Spare a thought for William Stanhope, 1st Earl Of Harrington.
We've all been there.
Something seems a good idea, and you just know it's going to be the making of you, despite the doom mongers who fix you with concerned stares and predict woefully that "it'll end in tears."
But what do they know?
You forge ahead, convinced of your own infallibility and then, without warning, fate appears from nowhere and bites you painfully on the behind!
The teeth marks from Harrington's encounter with the rabid jaws of fate are still there to be seen, should you wish to glimpse them.
You just have to stroll along Whitehall from Trafalgar Square and keep a keen eye peeled for a tiny street located a little way along on the left which, so the sign on the wall tells you, is Craig's Court.
It's a shady little nook that opens out into a large courtyard, on the opposite side of which stands the grand facade of an 18th century manor house. Until 1917, this was Harrington House, the London home of successive Earls of Harrington
Today it houses the Whitehall Telephone Exchange, which accounts for the steady stream of 'Open Reach' vans that drive in and out of this little cul de sac, their drivers blissfully oblivious to the fact they are performing their U-turns in front of a memorial to ambition gone, well and truly, awry.
In 1698 the old Whitehall Palace - which had originally been "acquired" by Henry V111 from Cardinal Wolsey - burnt down.
Convinced that the Palace would be rebuilt, Stanhope, purchased an adjoining plot of land and, in 1702, built a magnificent home on it.
This, he thought, would enable him to keep close to the Court, and would ensure that his family would be able to benefit from the social kudos of being as close to the Monarch as it was possible to be - not to mention the titles, honours and lucrative contacts that this proximity to the seat of power would enable them to wangle.

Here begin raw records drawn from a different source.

//! Argon2id password hashing and verification.

use argon2::{
    Argon2,
    password_hash::{
        PasswordHash, PasswordHasher as ArgonHasher, PasswordVerifier, SaltString, rand_core::OsRng,
    },
};

use docvault_core::error::AppError;

/// Hashes and verifies account credentials with Argon2id.
#[derive(Debug, Clone, Default)]
pub struct PasswordHasher;

impl PasswordHasher {
    /// Creates a new password hasher instance.
    pub fn new() -> Self {
        Self
    }

    /// Hashes a plaintext password with a random salt.
    pub fn hash_password(&self, password: &str) -> Result<String, AppError> {
        let salt = SaltString::generate(&mut OsRng);
        Argon2::default()
            .hash_password(password.as_bytes(), &salt)
            .map(|hash| hash.to_string())
            .map_err(|e| AppError::internal(format!("Password hashing failed: {e}")))
    }

    /// Verifies a plaintext password against a stored hash.
    ///
    /// Returns `Ok(false)` on mismatch and an error only for a malformed hash.
    pub fn verify_password(&self, password: &str, hash: &str) -> Result<bool, AppError> {
        let parsed = PasswordHash::new(hash)
            .map_err(|e| AppError::internal(format!("Invalid password hash format: {e}")))?;

        match Argon2::default().verify_password(password.as_bytes(), &parsed) {
            Ok(()) => Ok(true),
            Err(argon2::password_hash::Error::Password) => Ok(false),
            Err(e) => Err(AppError::internal(format!(
                "Password verification failed: {e}"
            ))),
        }
    }
}

#[cfg(test)]
mod tests {
    use super::*;

    #[test]
    fn test_hash_and_verify() {
        let hasher = PasswordHasher::new();
        let hash = hasher.hash_password("correct horse").unwrap();
        assert!(hash.starts_with("$argon2"));
        assert!(hasher.verify_password("correct horse", &hash).unwrap());
        assert!(!hasher.verify_password("wrong", &hash).unwrap());
    }

    #[test]
    fn test_salts_differ() {
        let hasher = PasswordHasher::new();
        assert_ne!(
            hasher.hash_password("same").unwrap(),
            hasher.hash_password("same").unwrap()
        );
    }

    #[test]
    fn test_malformed_hash_is_error() {
        assert!(PasswordHasher::new().verify_password("x", "not-a-hash").is_err());
    }
}
//! Unified application error types for DocVault.
//!
//! All crates map their internal errors into [`AppError`] for consistent
//! propagation through the ? operator. Domain failures additionally carry an
//! [`ErrorCode`] so that callers can react to the exact condition instead of
//! parsing messages.

use std::fmt;
use thiserror::Error;

/// Top-level error kind categorization used across the entire application.
#[derive(Debug, Clone, Copy, PartialEq, Eq, Hash, serde::Serialize, serde::Deserialize)]
pub enum ErrorKind {
    /// The requested resource was not found.
    NotFound,
    /// Authentication failed (unknown or deactivated user, wrong password).
    Authentication,
    /// The caller does not have permission to perform the action.
    Authorization,
    /// Input validation failed.
    Validation,
    /// The mutation is inadmissible given the current state.
    Conflict,
    /// The entity store failed.
    Store,
    /// A blob storage I/O error occurred.
    Storage,
    /// A configuration error occurred.
    Configuration,
    /// A serialization/deserialization error occurred.
    Serialization,
    /// An internal error occurred.
    Internal,
}

impl fmt::Display for ErrorKind {
    fn fmt(&self, f: &mut fmt::Formatter<'_>) -> fmt::Result {
        match self {
            Self::NotFound => write!(f, "NOT_FOUND"),
            Self::Authentication => write!(f, "AUTHENTICATION"),
            Self::Authorization => write!(f, "AUTHORIZATION"),
            Self::Validation => write!(f, "VALIDATION"),
            Self::Conflict => write!(f, "CONFLICT"),
            Self::Store => write!(f, "STORE"),
            Self::Storage => write!(f, "STORAGE"),
            Self::Configuration => write!(f, "CONFIGURATION"),
            Self::Serialization => write!(f, "SERIALIZATION"),
            Self::Internal => write!(f, "INTERNAL"),
        }
    }
}

/// Precise domain error conditions.
///
/// Every code belongs to exactly one [`ErrorKind`]; the display string is
/// the message reported to the caller.
#[derive(Debug, Clone, Copy, PartialEq, Eq, Hash, Error, serde::Serialize, serde::Deserialize)]
#[serde(rename_all = "snake_case")]
pub enum ErrorCode {
    // -- Validation --
    #[error("required folder id")]
    RequiredFolderId,
    #[error("required folder name")]
    RequiredFolderName,
    #[error("required parent folder id")]
    MissingParent,
    #[error("required file id")]
    RequiredFileId,
    #[error("required file name")]
    RequiredFileName,
    #[error("required user id")]
    RequiredUserId,
    #[error("required username")]
    RequiredUsername,
    #[error("required display name")]
    RequiredDisplayName,
    #[error("required password")]
    RequiredPassword,
    #[error("required user role id")]
    RequiredUserRoleId,
    #[error("required user role name")]
    RequiredUserRoleName,
    #[error("required access role id")]
    RequiredAccessRoleId,
    #[error("required access level")]
    RequiredAccessLevel,
    #[error("invalid access level")]
    InvalidAccessLevel,
    #[error("file data exceeds the upload size limit")]
    UploadTooLarge,

    // -- Not found --
    #[error("folder not found")]
    FolderNotFound,
    #[error("parent folder not found")]
    ParentNotFound,
    #[error("file not found")]
    FileNotFound,
    #[error("file data not found")]
    FileDataNotFound,
    #[error("user not found")]
    UserNotFound,
    #[error("user role not found")]
    UserRoleNotFound,
    #[error("access role not found")]
    AccessRoleNotFound,

    // -- Conflict --
    #[error("folder already exists")]
    DuplicateName,
    #[error("file already exists")]
    FileAlreadyExists,
    #[error("user already exists")]
    UserAlreadyExists,
    #[error("user role already exists")]
    UserRoleAlreadyExists,
    #[error("access role already exists")]
    AccessRoleAlreadyExists,
    #[error("user role already assigned")]
    UserRoleAlreadyAssigned,
    #[error("user role not assigned")]
    UserRoleNotAssigned,
    #[error("invalid parent folder id: cyclic reference")]
    CyclicReference,
    #[error("cannot delete non-empty folder")]
    FolderNotEmpty,
    #[error("user is already active")]
    UserAlreadyActive,
    #[error("root folder cannot be modified")]
    RootFolderImmutable,

    // -- Authentication / authorization --
    #[error("unauthorized")]
    Unauthorized,
    #[error("incorrect password")]
    IncorrectPassword,
    #[error("forbidden")]
    Forbidden,
}

impl ErrorCode {
    /// The coarse category this code belongs to.
    pub fn kind(&self) -> ErrorKind {
        use ErrorCode::*;
        match self {
            RequiredFolderId | RequiredFolderName | MissingParent | RequiredFileId
            | RequiredFileName | RequiredUserId | RequiredUsername | RequiredDisplayName
            | RequiredPassword | RequiredUserRoleId | RequiredUserRoleName
            | RequiredAccessRoleId | RequiredAccessLevel | InvalidAccessLevel
            | UploadTooLarge => ErrorKind::Validation,
            FolderNotFound | ParentNotFound | FileNotFound | FileDataNotFound | UserNotFound
            | UserRoleNotFound | AccessRoleNotFound => ErrorKind::NotFound,
            DuplicateName | FileAlreadyExists | UserAlreadyExists | UserRoleAlreadyExists
            | AccessRoleAlreadyExists | UserRoleAlreadyAssigned | UserRoleNotAssigned
            | CyclicReference | FolderNotEmpty | UserAlreadyActive | RootFolderImmutable => {
                ErrorKind::Conflict
            }
            Unauthorized | IncorrectPassword => ErrorKind::Authentication,
            Forbidden => ErrorKind::Authorization,
        }
    }
}

/// The unified application error used throughout DocVault.
///
/// All crate-specific errors are mapped into `AppError` using `From` impls
/// or explicit `.map_err()` calls.
#[derive(Debug, Error)]
#[error("{kind}: {message}")]
pub struct AppError {
    /// The category of error.
    pub kind: ErrorKind,
    /// The precise domain condition, when there is one.
    pub code: Option<ErrorCode>,
    /// A human-readable error message.
    pub message: String,
    /// Optional underlying cause.
    #[source]
    pub source: Option<Box<dyn std::error::Error + Send + Sync>>,
}

impl AppError {
    /// Create a new application error.
    pub fn new(kind: ErrorKind, message: impl Into<String>) -> Self {
        Self {
            kind,
            code: None,
            message: message.into(),
            source: None,
        }
    }

    /// Create a new application error with an underlying cause.
    pub fn with_source(
        kind: ErrorKind,
        message: impl Into<String>,
        source: impl std::error::Error + Send + Sync + 'static,
    ) -> Self {
        Self {
            kind,
            code: None,
            message: message.into(),
            source: Some(Box::new(source)),
        }
    }

    /// Returns `true` if this error carries the given domain code.
    pub fn is(&self, code: ErrorCode) -> bool {
        self.code == Some(code)
    }

    /// Create a not-found error.
    pub fn not_found(message: impl Into<String>) -> Self {
        Self::new(ErrorKind::NotFound, message)
    }

    /// Create an authentication error.
    pub fn authentication(message: impl Into<String>) -> Self {
        Self::new(ErrorKind::Authentication, message)
    }

    /// Create an authorization error.
    pub fn authorization(message: impl Into<String>) -> Self {
        Self::new(ErrorKind::Authorization, message)
    }

    /// Create a validation error.
    pub fn validation(message: impl Into<String>) -> Self {
        Self::new(ErrorKind::Validation, message)
    }

    /// Create a conflict error.
    pub fn conflict(message: impl Into<String>) -> Self {
        Self::new(ErrorKind::Conflict, message)
    }

    /// Create an internal error.
    pub fn internal(message: impl Into<String>) -> Self {
        Self::new(ErrorKind::Internal, message)
    }

    /// Create an entity store error.
    pub fn store(message: impl Into<String>) -> Self {
        Self::new(ErrorKind::Store, message)
    }

    /// Create a blob storage error.
    pub fn storage(message: impl Into<String>) -> Self {
        Self::new(ErrorKind::Storage, message)
    }

    /// Create a configuration error.
    pub fn configuration(message: impl Into<String>) -> Self {
        Self::new(ErrorKind::Configuration, message)
    }
}

impl From<ErrorCode> for AppError {
    fn from(code: ErrorCode) -> Self {
        Self {
            kind: code.kind(),
            code: Some(code),
            message: code.to_string(),
            source: None,
        }
    }
}

impl Clone for AppError {
    fn clone(&self) -> Self {
        Self {
            kind: self.kind,
            code: self.code,
            message: self.message.clone(),
            source: None,
        }
    }
}

impl From<serde_json::Error> for AppError {
    fn from(err: serde_json::Error) -> Self {
        Self::with_source(
            ErrorKind::Serialization,
            format!("JSON serialization error: {err}"),
            err,
        )
    }
}

impl From<std::io::Error> for AppError {
    fn from(err: std::io::Error) -> Self {
        Self::with_source(ErrorKind::Storage, format!("I/O error: {err}"), err)
    }
}

impl From<config::ConfigError> for AppError {
    fn from(err: config::ConfigError) -> Self {
        Self::with_source(
            ErrorKind::Configuration,
            format!("Configuration error: {err}"),
            err,
        )
    }
}
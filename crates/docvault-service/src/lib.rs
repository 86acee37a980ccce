//! # docvault-service
//!
//! Business logic for DocVault. The [`DocumentHub`] coordinator owns the
//! entity store behind a single global read/write lock and hands out the
//! services that implement every public operation:
//!
//! - [`FolderService`]: folder CRUD, visibility-filtered reads, trees
//! - [`FileService`]: file metadata and payload transfer
//! - [`UserService`]: accounts, login and authentication
//! - [`RoleService`]: user roles, access roles and their assignment
//!
//! Mutations hold the exclusive lock for their whole read-validate-write
//! sequence; reads hold the shared lock.

pub mod context;
pub mod coordinator;
pub mod file;
pub mod folder;
pub mod hierarchy;
pub mod hub;
pub mod role;
pub mod user;
pub mod visibility;

pub use context::RequestContext;
pub use coordinator::SharedStore;
pub use file::FileService;
pub use folder::FolderService;
pub use hub::{DocumentHub, SeedReport};
pub use role::RoleService;
pub use user::UserService;
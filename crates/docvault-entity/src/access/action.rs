//! Document actions and the access level each one requires.

use serde::{Deserialize, Serialize};

use super::level::AccessLevel;

/// Actions that are checked against a caller's resolved access level.
///
/// Folder-scoped actions name the folder whose level is checked: for
/// `FolderCreate`, `FolderUpdate` and `FolderDelete` that is the parent.
#[derive(Debug, Clone, Copy, PartialEq, Eq, Hash, Serialize, Deserialize)]
#[serde(rename_all = "snake_case")]
pub enum DocumentAction {
    // -- Folder actions --
    /// List a folder and its visible content.
    FolderRead,
    /// Create a child folder.
    FolderCreate,
    /// Rename or move a folder.
    FolderUpdate,
    /// Delete an empty folder.
    FolderDelete,

    // -- File actions --
    /// Read file metadata.
    FileRead,
    /// Create a file record in a folder.
    FileCreate,
    /// Rename, move or publish a file.
    FileUpdate,
    /// Delete a file and its payload.
    FileDelete,
    /// Download a file payload.
    FileDownload,

    // -- Admin actions --
    /// Manage user accounts.
    UserManage,
    /// Manage user roles and their assignment.
    UserRoleManage,
    /// Manage access roles.
    AccessRoleManage,
}

impl DocumentAction {
    /// The folder level required for this action, or `None` for
    /// admin-only actions that are not folder scoped.
    pub fn required_level(&self) -> Option<AccessLevel> {
        match self {
            Self::FolderRead | Self::FileRead | Self::FileDownload => Some(AccessLevel::Viewer),
            Self::FileCreate => Some(AccessLevel::Uploader),
            Self::FolderCreate
            | Self::FolderUpdate
            | Self::FolderDelete
            | Self::FileUpdate
            | Self::FileDelete => Some(AccessLevel::Publisher),
            Self::UserManage | Self::UserRoleManage | Self::AccessRoleManage => None,
        }
    }

    /// Check if only administrators may perform this action.
    pub fn is_admin_only(&self) -> bool {
        self.required_level().is_none()
    }

    /// Return the action as a string.
    pub fn as_str(&self) -> &'static str {
        match self {
            Self::FolderRead => "folder:read",
            Self::FolderCreate => "folder:create",
            Self::FolderUpdate => "folder:update",
            Self::FolderDelete => "folder:delete",
            Self::FileRead => "file:read",
            Self::FileCreate => "file:create",
            Self::FileUpdate => "file:update",
            Self::FileDelete => "file:delete",
            Self::FileDownload => "file:download",
            Self::UserManage => "user:manage",
            Self::UserRoleManage => "user_role:manage",
            Self::AccessRoleManage => "access_role:manage",
        }
    }
}

impl std::fmt::Display for DocumentAction {
    fn fmt(&self, f: &mut std::fmt::Formatter<'_>) -> std::fmt::Result {
        write!(f, "{}", self.as_str())
    }
}
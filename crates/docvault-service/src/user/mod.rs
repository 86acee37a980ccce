//! User account operations.

pub mod service;

pub use service::UserService;
//! Folder tree structures for hierarchical display.

use serde::{Deserialize, Serialize};

use docvault_core::types::FolderId;

use crate::access::AccessLevel;

/// A node in a visibility-filtered folder tree.
#[derive(Debug, Clone, Serialize, Deserialize)]
pub struct FolderNode {
    /// Folder ID.
    pub id: FolderId,
    /// Folder name.
    pub name: String,
    /// The caller's level on this folder.
    pub access_level: AccessLevel,
    /// Number of files visible to the caller.
    pub file_count: u64,
    /// Visible child folder nodes. Empty past the depth limit.
    pub children: Vec<FolderNode>,
}

impl FolderNode {
    /// Total number of nodes in this subtree, including `self`.
    pub fn total_folders(&self) -> u64 {
        1 + self.children.iter().map(FolderNode::total_folders).sum::<u64>()
    }
}

/// One step of a folder's ancestor chain.
#[derive(Debug, Clone, PartialEq, Eq, Serialize, Deserialize)]
pub struct PathSegment {
    /// Folder ID.
    pub id: FolderId,
    /// Folder name.
    pub name: String,
}

/// Ancestor chain from the root down to a folder.
#[derive(Debug, Clone, Default, PartialEq, Eq, Serialize, Deserialize)]
pub struct FolderPath {
    /// Segments ordered root first.
    pub segments: Vec<PathSegment>,
}

impl FolderPath {
    /// Render the chain as a slash separated virtual path.
    pub fn display_path(&self) -> String {
        let mut out = String::new();
        for segment in &self.segments {
            out.push('/');
            out.push_str(&segment.name);
        }
        if out.is_empty() {
            out.push('/');
        }
        out
    }
}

And it would have been an excellent investment, but for the fact that it was decided not to rebuild Whitehall Palace.
Stanhope found himself marooned in this quiet backwater, some distance from the Royal Court that he had intended his investment to place him right at the very heart of.
However, the family decided to accept the hand that fate had dealt them and they remained at Harrington House for several generations.
When they moved out in 1917, theirs was the last of the grand mansions on Whitehall to be used as a family home.